Philosophy deals with the things of the present. Since all things slide into the past and the things of the future are not visible and predictable, it is the movement in the passage of time that causes the changes in things that the truth of a thing may apply for the moment, but in the long run. The present of the future cannot be determined due to the permanent change and changeability.
The permanence of the change in the world and the things in it (in permanent upheaval) makes it impossible to find, pursue and define the truth of the thing over a longer period of time.
The philosophy also includes the science of the will, which is a rather unsteady 'organ' (the organ of swaying), that on the straight lines of thought and their 'access routes' predictable, but mostly unpredictable, short circuits, interruptions and breaks in the thought process take place hinders the way of recognizing and realizing the truth and is the cause of the fact that the thought process breaks off prematurely.
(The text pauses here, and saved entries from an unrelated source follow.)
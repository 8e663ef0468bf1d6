use super::*;

pub(super) async fn healthz() -> Json<serde_json::Value> {
    Json(serde_json::json!({"status": "ok"}))
}

pub(super) async fn search(
    State(state): State<Arc<AppState>>,
    Query(pairs): Query<Vec<(String, String)>>,
) -> Response {
    let query = match SearchParams::from_pairs(pairs).validate() {
        Ok(q) => q,
        Err(err) => return search_error(err),
    };

    match state.search.run(&query).await {
        Ok(result) => json_bytes(result.into_bytes()),
        Err(err) => search_error(err),
    }
}

pub(super) async fn fallback() -> Response {
    not_found()
}
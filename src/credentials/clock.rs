use std::sync::Mutex;

use time::{Duration, OffsetDateTime};

/// Source of "now" for credential freshness checks.
pub trait Clock: Send + Sync {
    fn now(&self) -> OffsetDateTime;
}

#[derive(Clone, Copy, Debug, Default)]
pub struct SystemClock;

impl Clock for SystemClock {
    fn now(&self) -> OffsetDateTime {
        OffsetDateTime::now_utc()
    }
}

/// A clock that only moves when told to.
#[derive(Debug)]
pub struct ManualClock {
    now: Mutex<OffsetDateTime>,
}

impl ManualClock {
    pub fn new(start: OffsetDateTime) -> Self {
        Self {
            now: Mutex::new(start),
        }
    }

    pub fn advance(&self, by: Duration) {
        let mut now = self.now.lock().unwrap_or_else(|e| e.into_inner());
        *now += by;
    }

    pub fn set(&self, to: OffsetDateTime) {
        *self.now.lock().unwrap_or_else(|e| e.into_inner()) = to;
    }
}

impl Clock for ManualClock {
    fn now(&self) -> OffsetDateTime {
        *self.now.lock().unwrap_or_else(|e| e.into_inner())
    }
}
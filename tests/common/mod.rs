use std::process::{Child, Command, Stdio};
use std::time::{Duration, Instant};

use anyhow::{Context, Result};
use wiremock::matchers::{method, path};
use wiremock::{Mock, MockServer, ResponseTemplate};

#[allow(dead_code)]
pub const SEARCH_BODY: &str = r#"{"tracks":{"href":"https://api.spotify.com/v1/search?query=test&type=track","items":[{"album":{"name":"Tests","images":[{"url":"https://i.scdn.co/image/abc","height":640,"width":640}]},"artists":[{"name":"The Testers"}],"external_urls":{"spotify":"https://open.spotify.com/track/t1"},"id":"t1","name":"Test Song"}],"limit":10,"next":null,"offset":0,"previous":null,"total":1}}"#;

pub struct ServerGuard {
    pub base_url: String,
    _data_dir: tempfile::TempDir,
    child: Child,
}

impl Drop for ServerGuard {
    fn drop(&mut self) {
        let _ = self.child.kill();
        let _ = self.child.wait();
    }
}

/// Starts `resonance-server` with its identity and catalog endpoints pointed
/// at `upstream`.
pub async fn spawn_server(upstream: &MockServer) -> Result<ServerGuard> {
    let data_dir = tempfile::tempdir().context("create server tempdir")?;
    let addr_file = data_dir.path().join("addr.txt");

    let child = Command::new(env!("CARGO_BIN_EXE_resonance-server"))
        .args([
            "--addr",
            "127.0.0.1:0",
            "--addr-file",
            addr_file.to_str().unwrap(),
            "--accounts-url",
            &format!("{}/api/token", upstream.uri()),
            "--search-url",
            &format!("{}/v1/search", upstream.uri()),
            "--request-timeout-secs",
            "5",
        ])
        .env("SPOTIFY_CLIENT_ID", "test-client")
        .env("SPOTIFY_CLIENT_SECRET", "test-secret")
        .env_remove("RESONANCE_ADDR")
        .stdout(Stdio::null())
        .stderr(Stdio::null())
        .spawn()
        .context("spawn resonance-server")?;

    let mut guard = ServerGuard {
        base_url: String::new(),
        _data_dir: data_dir,
        child,
    };
    guard.base_url = read_addr_file(&addr_file).await?;
    wait_for_healthz(&guard.base_url).await?;

    Ok(guard)
}

async fn read_addr_file(addr_file: &std::path::Path) -> Result<String> {
    let start = Instant::now();
    loop {
        if start.elapsed() > Duration::from_secs(5) {
            anyhow::bail!("addr file not written at {}", addr_file.display());
        }

        if let Ok(s) = std::fs::read_to_string(addr_file) {
            let s = s.trim();
            if !s.is_empty() {
                return Ok(format!("http://{}", s));
            }
        }
        tokio::time::sleep(Duration::from_millis(10)).await;
    }
}

pub async fn wait_for_healthz(base_url: &str) -> Result<()> {
    let client = reqwest::Client::new();
    let start = Instant::now();
    loop {
        if start.elapsed() > Duration::from_secs(5) {
            anyhow::bail!("server did not become healthy at {}/healthz", base_url);
        }
        match client.get(format!("{}/healthz", base_url)).send().await {
            Ok(resp) if resp.status().is_success() => return Ok(()),
            _ => {
                tokio::time::sleep(Duration::from_millis(50)).await;
            }
        }
    }
}

#[allow(dead_code)]
pub async fn mount_token(upstream: &MockServer, expected_calls: u64) {
    Mock::given(method("POST"))
        .and(path("/api/token"))
        .respond_with(ResponseTemplate::new(200).set_body_json(serde_json::json!({
            "access_token": "upstream-token",
            "token_type": "Bearer",
            "expires_in": 3600,
        })))
        .expect(expected_calls)
        .mount(upstream)
        .await;
}

#[allow(dead_code)]
pub async fn mount_search(upstream: &MockServer, expected_calls: u64) {
    Mock::given(method("GET"))
        .and(path("/v1/search"))
        .respond_with(ResponseTemplate::new(200).set_body_raw(SEARCH_BODY, "application/json"))
        .expect(expected_calls)
        .mount(upstream)
        .await;
}
use super::*;

pub(super) fn json_bytes(bytes: Vec<u8>) -> Response {
    (
        [(header::CONTENT_TYPE, "application/json")],
        axum::body::Bytes::from(bytes),
    )
        .into_response()
}

/// Caller-facing error body. Internal detail only goes to the log.
pub(super) fn search_error(err: SearchError) -> Response {
    if err.is_client_error() {
        warn!(error = %err, "rejected search request");
    } else {
        error!(error = %err, "search request failed");
    }

    (
        err.status(),
        Json(serde_json::json!({"error": err.public_message()})),
    )
        .into_response()
}

pub(super) fn not_found() -> Response {
    (
        StatusCode::NOT_FOUND,
        Json(serde_json::json!({"error": "not found"})),
    )
        .into_response()
}
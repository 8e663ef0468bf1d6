use anyhow::{Context, Result};

use crate::model::{TrackSearchResponse, TrackSummary, match_query};

mod http_client;

mod search;

pub const DEFAULT_SERVER_URL: &str = "http://127.0.0.1:3000";

/// Blocking client for a running `resonance-server`.
pub struct RemoteClient {
    base_url: String,
    client: reqwest::blocking::Client,
}

impl RemoteClient {
    pub fn new(base_url: impl Into<String>) -> Result<Self> {
        let base_url = base_url.into().trim_end_matches('/').to_string();
        if base_url.is_empty() {
            anyhow::bail!("server url is empty");
        }
        let client = reqwest::blocking::Client::builder()
            .user_agent("resonance")
            .build()
            .context("build reqwest client")?;
        Ok(Self { base_url, client })
    }

    pub fn base_url(&self) -> &str {
        &self.base_url
    }
}
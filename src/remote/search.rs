//! Track search through the proxy.

use super::*;

impl RemoteClient {
    pub fn search_raw(&self, query: &str, limit: Option<u32>) -> Result<serde_json::Value> {
        let mut params = vec![("q", query.to_string())];
        if let Some(limit) = limit {
            params.push(("limit", limit.to_string()));
        }

        let request = self.client.get(self.url("/api/search")).query(&params);
        let resp = self.send(request, "search")?;

        self.ensure_ok(resp, "search")?
            .json()
            .context("parse search response")
    }

    pub fn search_tracks(&self, query: &str, limit: Option<u32>) -> Result<TrackSearchResponse> {
        let value = self.search_raw(query, limit)?;
        serde_json::from_value(value).context("decode track search response")
    }

    /// Finds the catalog entry for a stored setlist song.
    pub fn match_track(&self, song: &str, artists: &[String]) -> Result<Option<TrackSummary>> {
        let query = match_query(song, artists);
        let found = self.search_tracks(&query, Some(1))?;
        Ok(found.tracks.items.first().map(|t| t.summary()))
    }
}
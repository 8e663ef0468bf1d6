//! Catalog search proxy for Resonance jam sessions.
//!
//! The proxy holds one client-credentials bearer token for the catalog API,
//! refreshes it a minute before it expires, and forwards track searches.

pub mod catalog;
pub mod config;
pub mod credentials;
pub mod error;
pub mod model;
pub mod remote;
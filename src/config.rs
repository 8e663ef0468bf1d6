use std::fmt;
use std::time::Duration;

use anyhow::{Context, Result};
use base64::Engine;

pub const DEFAULT_ACCOUNTS_URL: &str = "https://accounts.spotify.com/api/token";
pub const DEFAULT_SEARCH_URL: &str = "https://api.spotify.com/v1/search";

/// Where the identity and catalog endpoints live, and how long to wait on them.
#[derive(Clone, Debug)]
pub struct UpstreamConfig {
    pub accounts_url: String,
    pub search_url: String,
    pub request_timeout: Duration,
}

impl Default for UpstreamConfig {
    fn default() -> Self {
        Self {
            accounts_url: DEFAULT_ACCOUNTS_URL.to_string(),
            search_url: DEFAULT_SEARCH_URL.to_string(),
            request_timeout: Duration::from_secs(10),
        }
    }
}

impl UpstreamConfig {
    #[must_use]
    pub fn with_accounts_url(mut self, url: impl Into<String>) -> Self {
        self.accounts_url = url.into();
        self
    }

    #[must_use]
    pub fn with_search_url(mut self, url: impl Into<String>) -> Self {
        self.search_url = url.into();
        self
    }

    #[must_use]
    pub fn with_request_timeout(mut self, timeout: Duration) -> Self {
        self.request_timeout = timeout;
        self
    }

    pub fn http_client(&self) -> Result<reqwest::Client> {
        reqwest::Client::builder()
            .user_agent("resonance")
            .timeout(self.request_timeout)
            .build()
            .context("build reqwest client")
    }
}

/// Client-credentials grant identity for the catalog API.
#[derive(Clone)]
pub struct ClientCredentials {
    client_id: String,
    client_secret: String,
}

impl ClientCredentials {
    /// Both values must be present; there is no built-in fallback.
    pub fn new(client_id: impl Into<String>, client_secret: impl Into<String>) -> Result<Self> {
        let client_id = client_id.into().trim().to_string();
        let client_secret = client_secret.into().trim().to_string();
        if client_id.is_empty() {
            anyhow::bail!("catalog client id is not configured");
        }
        if client_secret.is_empty() {
            anyhow::bail!("catalog client secret is not configured");
        }
        Ok(Self {
            client_id,
            client_secret,
        })
    }

    pub fn client_id(&self) -> &str {
        &self.client_id
    }

    /// `Basic base64(client_id:client_secret)`
    pub fn basic_authorization(&self) -> String {
        let raw = format!("{}:{}", self.client_id, self.client_secret);
        format!(
            "Basic {}",
            base64::engine::general_purpose::STANDARD.encode(raw)
        )
    }
}

impl fmt::Debug for ClientCredentials {
    fn fmt(&self, f: &mut fmt::Formatter<'_>) -> fmt::Result {
        f.debug_struct("ClientCredentials")
            .field("client_id", &self.client_id)
            .field("client_secret", &"<redacted>")
            .finish()
    }
}
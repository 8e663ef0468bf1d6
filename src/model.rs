use serde::{Deserialize, Serialize};

#[derive(Clone, Debug, Serialize, Deserialize)]
pub struct TrackSearchResponse {
    pub tracks: TrackPage,
}

#[derive(Clone, Debug, Default, Serialize, Deserialize)]
pub struct TrackPage {
    #[serde(default)]
    pub items: Vec<Track>,

    #[serde(default)]
    pub total: Option<u64>,

    #[serde(default)]
    pub limit: Option<u32>,

    #[serde(default)]
    pub offset: Option<u32>,

    #[serde(default)]
    pub href: Option<String>,

    #[serde(default)]
    pub next: Option<String>,

    #[serde(default)]
    pub previous: Option<String>,
}

#[derive(Clone, Debug, Serialize, Deserialize)]
pub struct Track {
    pub id: String,
    pub name: String,

    #[serde(default)]
    pub artists: Vec<Artist>,

    #[serde(default)]
    pub album: Option<Album>,

    #[serde(default)]
    pub external_urls: Option<ExternalUrls>,
}

#[derive(Clone, Debug, Serialize, Deserialize)]
pub struct Artist {
    pub name: String,
}

#[derive(Clone, Debug, Serialize, Deserialize)]
pub struct Album {
    pub name: String,

    #[serde(default)]
    pub images: Vec<Image>,
}

#[derive(Clone, Debug, Serialize, Deserialize)]
pub struct Image {
    pub url: String,

    #[serde(default)]
    pub width: Option<u32>,

    #[serde(default)]
    pub height: Option<u32>,
}

#[derive(Clone, Debug, Default, Serialize, Deserialize)]
pub struct ExternalUrls {
    #[serde(default)]
    pub spotify: Option<String>,
}

/// Flattened view of a track for setlist display.
#[derive(Clone, Debug, PartialEq, Eq, Serialize, Deserialize)]
pub struct TrackSummary {
    pub id: String,
    pub name: String,
    pub artists: Vec<String>,

    #[serde(default, skip_serializing_if = "Option::is_none")]
    pub album_name: Option<String>,

    #[serde(default, skip_serializing_if = "Option::is_none")]
    pub image_url: Option<String>,

    #[serde(default, skip_serializing_if = "Option::is_none")]
    pub spotify_url: Option<String>,

    pub lookup_key: String,
}

impl Track {
    pub fn artist_names(&self) -> Vec<String> {
        self.artists.iter().map(|a| a.name.clone()).collect()
    }

    pub fn summary(&self) -> TrackSummary {
        let artists = self.artist_names();
        TrackSummary {
            id: self.id.clone(),
            name: self.name.clone(),
            lookup_key: lookup_key(&self.name, &artists),
            album_name: self.album.as_ref().map(|a| a.name.clone()),
            image_url: self
                .album
                .as_ref()
                .and_then(|a| a.images.first())
                .map(|i| i.url.clone()),
            spotify_url: self
                .external_urls
                .as_ref()
                .and_then(|u| u.spotify.clone()),
            artists,
        }
    }
}

/// Case-insensitive identity of a song, used to avoid adding it twice.
pub fn lookup_key<S: AsRef<str>>(name: &str, artists: &[S]) -> String {
    std::iter::once(name)
        .chain(artists.iter().map(|a| a.as_ref()))
        .map(str::trim)
        .filter(|p| !p.is_empty())
        .collect::<Vec<_>>()
        .join(" ")
        .to_lowercase()
}

/// Search text used to find the catalog entry for a stored setlist song.
pub fn match_query<S: AsRef<str>>(song: &str, artists: &[S]) -> String {
    let joined = std::iter::once(song)
        .chain(artists.iter().map(|a| a.as_ref()))
        .filter(|p| !p.is_empty())
        .collect::<Vec<_>>()
        .join(" ");
    if joined.is_empty() {
        song.to_string()
    } else {
        joined
    }
}
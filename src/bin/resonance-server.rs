use std::net::SocketAddr;
use std::path::PathBuf;
use std::sync::Arc;

use anyhow::{Context, Result};
use axum::Json;
use axum::Router;
use axum::extract::{Query, State};
use axum::http::{StatusCode, header};
use axum::response::{IntoResponse, Response};
use axum::routing::get;
use clap::Parser;
use tracing::{error, info, warn};

use resonance::catalog::{CatalogSearch, SearchParams};
use resonance::config::{ClientCredentials, UpstreamConfig};
use resonance::credentials::{CredentialProvider, SystemClock};
use resonance::error::SearchError;

#[path = "resonance_server/runtime.rs"]
mod runtime;
use self::runtime::*;
#[path = "resonance_server/http_error.rs"]
mod http_error;
use self::http_error::*;
#[path = "resonance_server/handlers.rs"]
mod handlers;
use self::handlers::*;
#[path = "resonance_server/routes.rs"]
mod routes;
use self::routes::*;

#[derive(Clone)]
struct AppState {
    search: Arc<CatalogSearch>,
}

#[tokio::main]
async fn main() {
    if let Err(err) = run().await {
        eprintln!("{:#}", err);
        std::process::exit(1);
    }
}
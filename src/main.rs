use anyhow::{Context, Result};
use clap::{Parser, Subcommand};

use resonance::model::{TrackSearchResponse, TrackSummary};
use resonance::remote::{DEFAULT_SERVER_URL, RemoteClient};

#[derive(Parser)]
#[command(name = "resonance")]
#[command(about = "Resonance catalog search", long_about = None)]
struct Cli {
    /// Base URL of a running resonance-server
    #[arg(long, global = true, env = "RESONANCE_SERVER", default_value = DEFAULT_SERVER_URL)]
    server: String,

    #[command(subcommand)]
    command: Commands,
}

#[derive(Subcommand)]
enum Commands {
    /// Search catalog tracks
    Search {
        query: String,
        /// Maximum number of tracks (1-50, server default 10)
        #[arg(long)]
        limit: Option<u32>,
        /// Emit JSON
        #[arg(long)]
        json: bool,
    },

    /// Find the catalog entry for a setlist song
    Match {
        song: String,
        /// Artist name (repeatable)
        #[arg(long = "artist")]
        artists: Vec<String>,
        /// Emit JSON
        #[arg(long)]
        json: bool,
    },
}

fn main() {
    if let Err(err) = run() {
        eprintln!("{:#}", err);
        std::process::exit(1);
    }
}

fn run() -> Result<()> {
    let cli = Cli::parse();
    let client = RemoteClient::new(cli.server)?;

    match cli.command {
        Commands::Search { query, limit, json } => {
            if json {
                let raw = client.search_raw(&query, limit)?;
                println!(
                    "{}",
                    serde_json::to_string_pretty(&raw).context("serialize search json")?
                );
            } else {
                let found = client.search_tracks(&query, limit)?;
                print_tracks(&found);
            }
        }
        Commands::Match {
            song,
            artists,
            json,
        } => {
            let found = client.match_track(&song, &artists)?;
            if json {
                println!(
                    "{}",
                    serde_json::to_string_pretty(&found).context("serialize match json")?
                );
            } else {
                match found {
                    Some(summary) => print_summary(&summary),
                    None => println!("no match"),
                }
            }
        }
    }

    Ok(())
}

fn print_tracks(found: &TrackSearchResponse) {
    if found.tracks.items.is_empty() {
        println!("(no tracks)");
        return;
    }
    for track in &found.tracks.items {
        println!("{}", track_line(&track.summary()));
    }
}

fn print_summary(summary: &TrackSummary) {
    println!("{}", track_line(summary));
    println!("id: {}", summary.id);
    if let Some(url) = &summary.spotify_url {
        println!("url: {}", url);
    }
    if let Some(image) = &summary.image_url {
        println!("image: {}", image);
    }
}

fn track_line(summary: &TrackSummary) -> String {
    let mut line = summary.name.clone();
    if !summary.artists.is_empty() {
        line.push_str(" - ");
        line.push_str(&summary.artists.join(", "));
    }
    if let Some(album) = &summary.album_name {
        line.push_str(&format!(" ({})", album));
    }
    line
}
The unsteady in thinking and in the will to think contradict the absolute line of thought in mathematics, which gives philosophy the shine and cleanliness of flawlessness. Free of irrational stumbling blocks, mathematics raises the character of philosophy to the height of sublimity above all the small things with errors in thinking and acting.
Concept of truth: In his attempt at a solution, Augustine anticipates René Descartes' cogito ergo sum by stating that the existence of the thinker (doubting) is indubitable: “If someone doubts that he lives, remembers, has insights, wants, thinks, knows and judges? [...] Even if someone has doubts about what he wants, he cannot doubt these doubts themselves." - DE TRINITATE X, 10
Augustine sums it up with “si enim fallor, sum”: “Because (even) if I am wrong, I am (nevertheless).” He uses the ideal truths of mathematics as a model, since the sensory perceptions because of their unreliability and the changeability of the external world do not have these properties. Then the Pythagorean theorem comes to mind: The number is the essence of all things.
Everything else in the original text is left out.